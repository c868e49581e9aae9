//! Admin dashboard: tab switcher, stats overview, and the three management
//! tables.
//!
//! Every screen here sits behind the `admin` route guard; none of them
//! checks the role again. Destructive actions go through a
//! [`ConfirmGate`] and every successful mutation refetches its table.

pub mod bookings;
pub mod users;
pub mod vehicles;

#[cfg(test)]
#[path = "mod_test.rs"]
mod tests;

use std::sync::Arc;

use super::confirm::ConfirmGate;
use super::lifecycle::ViewCell;
use crate::net::RentalApi;
use crate::net::types::DashboardStats;
use crate::state::{MissingProvider, Scope, use_api};
use crate::util::format_money;

pub use bookings::ManageBookings;
pub use users::ManageUsers;
pub use vehicles::ManageVehicles;

// =============================================================================
// TABS
// =============================================================================

#[derive(Debug, Clone, Copy, Default, PartialEq, Eq)]
pub enum AdminTab {
    #[default]
    Overview,
    Vehicles,
    Users,
    Bookings,
    Settings,
}

impl AdminTab {
    pub const ALL: [Self; 5] = [Self::Overview, Self::Vehicles, Self::Users, Self::Bookings, Self::Settings];

    #[must_use]
    pub fn id(self) -> &'static str {
        match self {
            Self::Overview => "overview",
            Self::Vehicles => "vehicles",
            Self::Users => "users",
            Self::Bookings => "bookings",
            Self::Settings => "settings",
        }
    }

    #[must_use]
    pub fn label(self) -> &'static str {
        match self {
            Self::Overview => "Overview",
            Self::Vehicles => "Manage Vehicles",
            Self::Users => "Manage Users",
            Self::Bookings => "Manage Bookings",
            Self::Settings => "Settings",
        }
    }

    #[must_use]
    pub fn parse(id: &str) -> Option<Self> {
        Self::ALL.into_iter().find(|tab| tab.id() == id)
    }
}

// =============================================================================
// OVERVIEW
// =============================================================================

#[derive(Debug, Clone, PartialEq, Eq)]
pub struct StatCard {
    pub label: &'static str,
    pub value: String,
}

/// The four headline figures. Missing stats read as zero.
#[must_use]
pub fn stat_cards(stats: Option<&DashboardStats>) -> Vec<StatCard> {
    let fallback = DashboardStats::default();
    let stats = stats.unwrap_or(&fallback);
    vec![
        StatCard { label: "Total Users", value: stats.total_users.to_string() },
        StatCard { label: "Active Vehicles", value: stats.active_vehicles.to_string() },
        StatCard { label: "Total Bookings", value: stats.total_bookings.to_string() },
        StatCard { label: "Revenue", value: format_money(stats.total_revenue) },
    ]
}

#[derive(Debug, Clone, Default, PartialEq)]
pub struct AdminState {
    pub tab: AdminTab,
    pub stats: Option<DashboardStats>,
    pub loading: bool,
    pub error: Option<String>,
}

pub struct AdminDashboard {
    api: Arc<dyn RentalApi>,
    cell: ViewCell<AdminState>,
}

impl AdminDashboard {
    /// # Errors
    ///
    /// Returns [`MissingProvider`] if `scope` lacks the API.
    pub fn new(scope: &Scope) -> Result<Self, MissingProvider> {
        Ok(Self { api: use_api(scope)?, cell: ViewCell::new(AdminState::default()) })
    }

    #[must_use]
    pub fn state(&self) -> AdminState {
        self.cell.snapshot()
    }

    pub fn unmount(&self) {
        self.cell.unmount();
    }

    /// Switch tabs. Entering the overview refreshes the stats; other tabs
    /// fetch nothing here.
    pub async fn select_tab(&self, tab: AdminTab) {
        self.cell.update(|s| s.tab = tab);
        if tab == AdminTab::Overview {
            self.refresh_stats().await;
        }
    }

    pub async fn refresh_stats(&self) {
        self.cell.update(|s| {
            s.loading = true;
            s.error = None;
        });
        let result = self.api.dashboard_stats().await;
        self.cell.update(|s| {
            s.loading = false;
            match result {
                Ok(stats) => s.stats = Some(stats),
                Err(e) => {
                    tracing::warn!(error = %e, "failed to fetch dashboard stats");
                    s.error = Some(e.user_message("Could not load dashboard stats."));
                }
            }
        });
    }
}

// =============================================================================
// SHARED TABLE STATE
// =============================================================================

/// A searchable admin table with at most one action awaiting confirmation.
#[derive(Debug, Clone, PartialEq)]
pub struct TableState<T, A> {
    pub rows: Vec<T>,
    pub loading: bool,
    pub error: Option<String>,
    pub search: String,
    pub confirm: ConfirmGate<A>,
}

impl<T, A> Default for TableState<T, A> {
    fn default() -> Self {
        Self { rows: Vec::new(), loading: false, error: None, search: String::new(), confirm: ConfirmGate::default() }
    }
}

impl<T, A> TableState<T, A> {
    fn begin_load(&mut self) {
        self.loading = true;
        self.error = None;
    }
}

________________________________________

** DIRECTIONS **
Each record above must be given again exactly as written.

** TASK RESPONSE **
repository c868e49581e9aae9
//! Admin dashboard: tab switcher, stats overview, and the three management
//! tables.
//!
//! Every screen here sits behind the `admin` route guard; none of them
//! checks the role again. Destructive actions go through a
//! [`ConfirmGate`] and every successful mutation refetches its table.

pub mod bookings;
pub mod users;
pub mod vehicles;

#[cfg(test)]
#[path = "mod_test.rs"]
mod tests;

use std::sync::Arc;

use super::confirm::ConfirmGate;
use super::lifecycle::ViewCell;
use crate::net::RentalApi;
use crate::net::types::DashboardStats;
use crate::state::{MissingProvider, Scope, use_api};
use crate::util::format_money;

pub use bookings::ManageBookings;
pub use users::ManageUsers;
pub use vehicles::ManageVehicles;

// =============================================================================
// TABS
// =============================================================================

#[derive(Debug, Clone, Copy, Default, PartialEq, Eq)]
pub enum AdminTab {
    #[default]
    Overview,
    Vehicles,
    Users,
    Bookings,
    Settings,
}

impl AdminTab {
    pub const ALL: [Self; 5] = [Self::Overview, Self::Vehicles, Self::Users, Self::Bookings, Self::Settings];

    #[must_use]
    pub fn id(self) -> &'static str {
        match self {
            Self::Overview => "overview",
            Self::Vehicles => "vehicles",
            Self::Users => "users",
            Self::Bookings => "bookings",
            Self::Settings => "settings",
        }
    }

    #[must_use]
    pub fn label(self) -> &'static str {
        match self {
            Self::Overview => "Overview",
            Self::Vehicles => "Manage Vehicles",
            Self::Users => "Manage Users",
            Self::Bookings => "Manage Bookings",
            Self::Settings => "Settings",
        }
    }

    #[must_use]
    pub fn parse(id: &str) -> Option<Self> {
        Self::ALL.into_iter().find(|tab| tab.id() == id)
    }
}

// =============================================================================
// OVERVIEW
// =============================================================================

#[derive(Debug, Clone, PartialEq, Eq)]
pub struct StatCard {
    pub label: &'static str,
    pub value: String,
}

/// The four headline figures. Missing stats read as zero.
#[must_use]
pub fn stat_cards(stats: Option<&DashboardStats>) -> Vec<StatCard> {
    let fallback = DashboardStats::default();
    let stats = stats.unwrap_or(&fallback);
    vec![
        StatCard { label: "Total Users", value: stats.total_users.to_string() },
        StatCard { label: "Active Vehicles", value: stats.active_vehicles.to_string() },
        StatCard { label: "Total Bookings", value: stats.total_bookings.to_string() },
        StatCard { label: "Revenue", value: format_money(stats.total_revenue) },
    ]
}

#[derive(Debug, Clone, Default, PartialEq)]
pub struct AdminState {
    pub tab: AdminTab,
    pub stats: Option<DashboardStats>,
    pub loading: bool,
    pub error: Option<String>,
}

pub struct AdminDashboard {
    api: Arc<dyn RentalApi>,
    cell: ViewCell<AdminState>,
}

impl AdminDashboard {
    /// # Errors
    ///
    /// Returns [`MissingProvider`] if `scope` lacks the API.
    pub fn new(scope: &Scope) -> Result<Self, MissingProvider> {
        Ok(Self { api: use_api(scope)?, cell: ViewCell::new(AdminState::default()) })
    }

    #[must_use]
    pub fn state(&self) -> AdminState {
        self.cell.snapshot()
    }

    pub fn unmount(&self) {
        self.cell.unmount();
    }

    /// Switch tabs. Entering the overview refreshes the stats; other tabs
    /// fetch nothing here.
    pub async fn select_tab(&self, tab: AdminTab) {
        self.cell.update(|s| s.tab = tab);
        if tab == AdminTab::Overview {
            self.refresh_stats().await;
        }
    }

    pub async fn refresh_stats(&self) {
        self.cell.update(|s| {
            s.loading = true;
            s.error = None;
        });
        let result = self.api.dashboard_stats().await;
        self.cell.update(|s| {
            s.loading = false;
            match result {
                Ok(stats) => s.stats = Some(stats),
                Err(e) => {
                    tracing::warn!(error = %e, "failed to fetch dashboard stats");
                    s.error = Some(e.user_message("Could not load dashboard stats."));
                }
            }
        });
    }
}

// =============================================================================
// SHARED TABLE STATE
// =============================================================================

/// A searchable admin table with at most one action awaiting confirmation.
#[derive(Debug, Clone, PartialEq)]
pub struct TableState<T, A> {
    pub rows: Vec<T>,
    pub loading: bool,
    pub error: Option<String>,
    pub search: String,
    pub confirm: ConfirmGate<A>,
}

impl<T, A> Default for TableState<T, A> {
    fn default() -> Self {
        Self { rows: Vec::new(), loading: false, error: None, search: String::new(), confirm: ConfirmGate::default() }
    }
}

impl<T, A> TableState<T, A> {
    fn begin_load(&mut self) {
        self.loading = true;
        self.error = None;
    }
}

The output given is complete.